Go to a venue before it’s gone.

After seven years, more than 1,000 shows, 3,000 artists and 150,000 tickets sold, Mary’s Underground is officially closing its chapter beneath Circular Quay. The venue, which took over the iconic former Basement site at 7 Macquarie Place, became one of Sydney’s most important small live music rooms. It’s part gig venue, part late-night basement. But it’s also part reminder that this city is still capable of being good when it really, really wants to be.

Its closure is not exactly mysterious. In their statement, the Mary’s team pointed to the well-versed pressures currently hitting small venues across the country. Declining bar sales presumably due to cost of living, rising overhead costs, sky-high Sydney land values and the increasingly impossible economics of running a live music venue with under 500 capacity in a city that puts up just a few barriers to doing that, to say the least.

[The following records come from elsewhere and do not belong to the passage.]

use gl_generator::{Api, Binding, Fallbacks, Profile, Registry};
use serde::Serialize;
use std::collections::BTreeSet;
use strum::{Display, EnumIter, EnumString};
use thiserror::Error;
use tracing::debug;

#[derive(Error, Debug)]
pub enum Error {
    #[error("invalid version {0:?}, expected MAJOR.MINOR")]
    InvalidVersion(String),

    #[error("{api} {major}.{minor} is not a published version")]
    UnknownVersion { api: ApiName, major: u8, minor: u8 },

    #[error("{0} registry commands are not bound")]
    IncompleteCoverage(usize),

    #[error(transparent)]
    Json(#[from] serde_json::Error),
}

pub type Result<T, E = Error> = std::result::Result<T, E>;

const GL_VERSIONS: &[(u8, u8)] = &[
    (1, 0),
    (1, 1),
    (1, 2),
    (1, 3),
    (1, 4),
    (1, 5),
    (2, 0),
    (2, 1),
    (3, 0),
    (3, 1),
    (3, 2),
    (3, 3),
    (4, 0),
    (4, 1),
    (4, 2),
    (4, 3),
    (4, 4),
    (4, 5),
    (4, 6),
];
const GLES2_VERSIONS: &[(u8, u8)] = &[(2, 0), (3, 0), (3, 1), (3, 2)];

/// Parses `MAJOR.MINOR`, e.g. `4.6`.
pub fn parse_version(value: &str) -> Result<(u8, u8)> {
    let invalid = || Error::InvalidVersion(value.to_owned());

    let (major, minor) = value.trim().split_once('.').ok_or_else(invalid)?;
    let major = major.parse().map_err(|_| invalid())?;
    let minor = minor.parse().map_err(|_| invalid())?;
    Ok((major, minor))
}

#[derive(Clone, Copy, Debug, PartialEq, Eq, Display, EnumIter, EnumString, Serialize)]
#[strum(serialize_all = "lowercase")]
#[serde(rename_all = "lowercase")]
pub enum ApiName {
    Gl,
    Gles2,
}

impl ApiName {
    fn versions(self) -> &'static [(u8, u8)] {
        match self {
            ApiName::Gl => GL_VERSIONS,
            ApiName::Gles2 => GLES2_VERSIONS,
        }
    }
}

impl From<ApiName> for Api {
    fn from(value: ApiName) -> Self {
        match value {
            ApiName::Gl => Api::Gl,
            ApiName::Gles2 => Api::Gles2,
        }
    }
}

#[derive(Clone, Copy, Debug, PartialEq, Eq, Display, EnumIter, EnumString, Serialize)]
#[strum(serialize_all = "lowercase")]
#[serde(rename_all = "lowercase")]
pub enum ProfileName {
    Core,
    Compatibility,
}

impl From<ProfileName> for Profile {
    fn from(value: ProfileName) -> Self {
        match value {
            ProfileName::Core => Profile::Core,
            ProfileName::Compatibility => Profile::Compatibility,
        }
    }
}

/// Selects a slice of the Khronos registry.
#[derive(Clone, Copy, Debug, PartialEq, Eq)]
pub struct RegistrySpec {
    pub api: ApiName,
    pub version: (u8, u8),
    pub profile: ProfileName,
}

impl RegistrySpec {
    pub fn new(api: ApiName, version: (u8, u8), profile: ProfileName) -> Result<Self> {
        if !api.versions().contains(&version) {
            return Err(Error::UnknownVersion {
                api,
                major: version.0,
                minor: version.1,
            });
        }

        Ok(Self {
            api,
            version,
            profile,
        })
    }

    /// The slice `glcore-sys` is generated from.
    pub fn bound() -> Self {
        Self {
            api: ApiName::Gl,
            version: glcore_sys::PROFILE_VERSION,
            profile: ProfileName::Core,
        }
    }

    pub fn with_version(self, version: (u8, u8)) -> Result<Self> {
        Self::new(self.api, version, self.profile)
    }

    fn registry(&self) -> Registry {
        debug!(
            "Loading the {} {}.{} {} registry",
            self.api, self.version.0, self.version.1, self.profile
        );
        let extensions: [&str; 0] = [];
        Registry::new(
            self.api.into(),
            self.version,
            self.profile.into(),
            Fallbacks::None,
            extensions,
        )
    }

    /// Every command of the slice, sorted by name.
    pub fn commands(&self) -> Vec<CommandInfo> {
        let mut commands: Vec<_> = self
            .registry()
            .cmds
            .iter()
            .map(|cmd| CommandInfo {
                name: format!("gl{}", cmd.proto.ident),
                params: cmd.params.iter().map(ParamInfo::from).collect(),
                returns: type_name(&cmd.proto.ty),
            })
            .collect();
        commands.sort_by(|a, b| a.name.cmp(&b.name));
        commands
    }

    pub fn command_names(&self) -> BTreeSet<String> {
        self.commands().into_iter().map(|command| command.name).collect()
    }
}

// gl_generator spells types as Rust paths, e.g. `*const types::GLchar`.
fn type_name(ty: &str) -> String {
    ty.replace("types::", "")
        .replace("__gl_imports::raw::", "")
}

#[derive(Clone, Debug, PartialEq, Eq, Serialize)]
pub struct ParamInfo {
    pub name: String,
    #[serde(rename = "type")]
    pub ty: String,
}

impl From<&Binding> for ParamInfo {
    fn from(binding: &Binding) -> Self {
        Self {
            name: binding.ident.clone(),
            ty: type_name(&binding.ty),
        }
    }
}

#[derive(Clone, Debug, PartialEq, Eq, Serialize)]
pub struct CommandInfo {
    pub name: String,
    pub params: Vec<ParamInfo>,
    pub returns: String,
}

impl CommandInfo {
    /// `name: type` pairs joined with commas.
    pub fn signature(&self) -> String {
        self.params
            .iter()
            .map(|param| format!("{}: {}", param.name, param.ty))
            .collect::<Vec<_>>()
            .join(", ")
    }
}

/// Which command list a coverage report is taken against.
#[derive(Clone, Copy, Debug, PartialEq, Eq, Display, EnumIter, EnumString, Serialize)]
#[strum(serialize_all = "lowercase")]
#[serde(rename_all = "lowercase")]
pub enum Surface {
    /// Commands with a typed `glcore::Gl` method.
    Typed,
    /// Every entry of the `glcore-sys` function table.
    Raw,
}

/// How a set of bound commands compares to a registry slice.
#[derive(Clone, Debug, Default, PartialEq, Eq, Serialize)]
pub struct Coverage {
    pub registry: usize,
    pub bound: usize,
    /// In the registry but not bound.
    pub missing: Vec<String>,
    /// In the registry and deliberately not bound.
    pub excluded: Vec<String>,
    /// Bound but beyond the registry slice.
    pub extra: Vec<String>,
}

impl Coverage {
    pub fn compute<I, S>(registry: &BTreeSet<String>, bound: I) -> Self
    where
        I: IntoIterator<Item = S>,
        S: Into<String>,
    {
        let bound: BTreeSet<String> = bound.into_iter().map(Into::into).collect();

        Self {
            registry: registry.len(),
            bound: bound.len(),
            missing: registry.difference(&bound).cloned().collect(),
            excluded: vec![],
            extra: bound.difference(registry).cloned().collect(),
        }
    }

    /// Moves the missing commands named in `excluded` out of `missing`.
    pub fn with_exclusions(mut self, names: &[&str]) -> Self {
        let (excluded, missing): (Vec<String>, Vec<String>) = self
            .missing
            .into_iter()
            .partition(|name| names.contains(&name.as_str()));
        self.missing = missing;
        self.excluded = excluded;
        self
    }

    /// Compares `glcore_sys::COMMANDS` with `spec`.
    pub fn of_bindings(spec: &RegistrySpec) -> Self {
        Self::compute(&spec.command_names(), glcore_sys::COMMANDS.iter().copied())
    }

    /// Compares the commands with a `glcore::Gl` method with `spec`. The
    /// compatibility-only commands of the core slice count as excluded.
    pub fn of_typed_surface(spec: &RegistrySpec) -> Self {
        Self::compute(&spec.command_names(), glcore::typed_commands())
            .with_exclusions(glcore::COMPATIBILITY_ONLY)
    }

    pub fn of_surface(surface: Surface, spec: &RegistrySpec) -> Self {
        match surface {
            Surface::Typed => Self::of_typed_surface(spec),
            Surface::Raw => Self::of_bindings(spec),
        }
    }

    /// Registry commands that are expected to be bound.
    pub fn expected(&self) -> usize {
        self.registry - self.excluded.len()
    }

    pub fn is_complete(&self) -> bool {
        self.missing.is_empty()
    }

    /// Share of the expected commands that is bound, in percent.
    pub fn percent(&self) -> f64 {
        match self.expected() {
            0 => 100.0,
            total => (total - self.missing.len()) as f64 * 100.0 / total as f64,
        }
    }
}

/// Commands present in `to` but not in `from`, and the reverse.
#[derive(Clone, Debug, Default, PartialEq, Eq, Serialize)]
pub struct Diff {
    pub added: Vec<String>,
    pub removed: Vec<String>,
}

impl Diff {
    pub fn compute(from: &BTreeSet<String>, to: &BTreeSet<String>) -> Self {
        Self {
            added: to.difference(from).cloned().collect(),
            removed: from.difference(to).cloned().collect(),
        }
    }
}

Is it bleak? Yes. Is it surprising? Unfortunately not.

Mary’s Underground opened in 2019 with big plans. A burger joint upstairs, a more elevated Mary’s restaurant downstairs, and free live jazz in a room with serious history. Many don’t realise that before Mary’s took the space over, The Basement had hosted the likes of B.B. King and Prince.

Then COVID arrived, the industry was forced into the cursed era of the “pivot”, and Mary’s Underground eventually reopened as a dedicated live music venue, with burgers still doing their thing upstairs. Since then, it’s carried a lot more than shows. From sweaty club nights to intimate launches and national tours, Mary’s epitomises the sort of CBD energy Sydney keeps insisting it wants more of.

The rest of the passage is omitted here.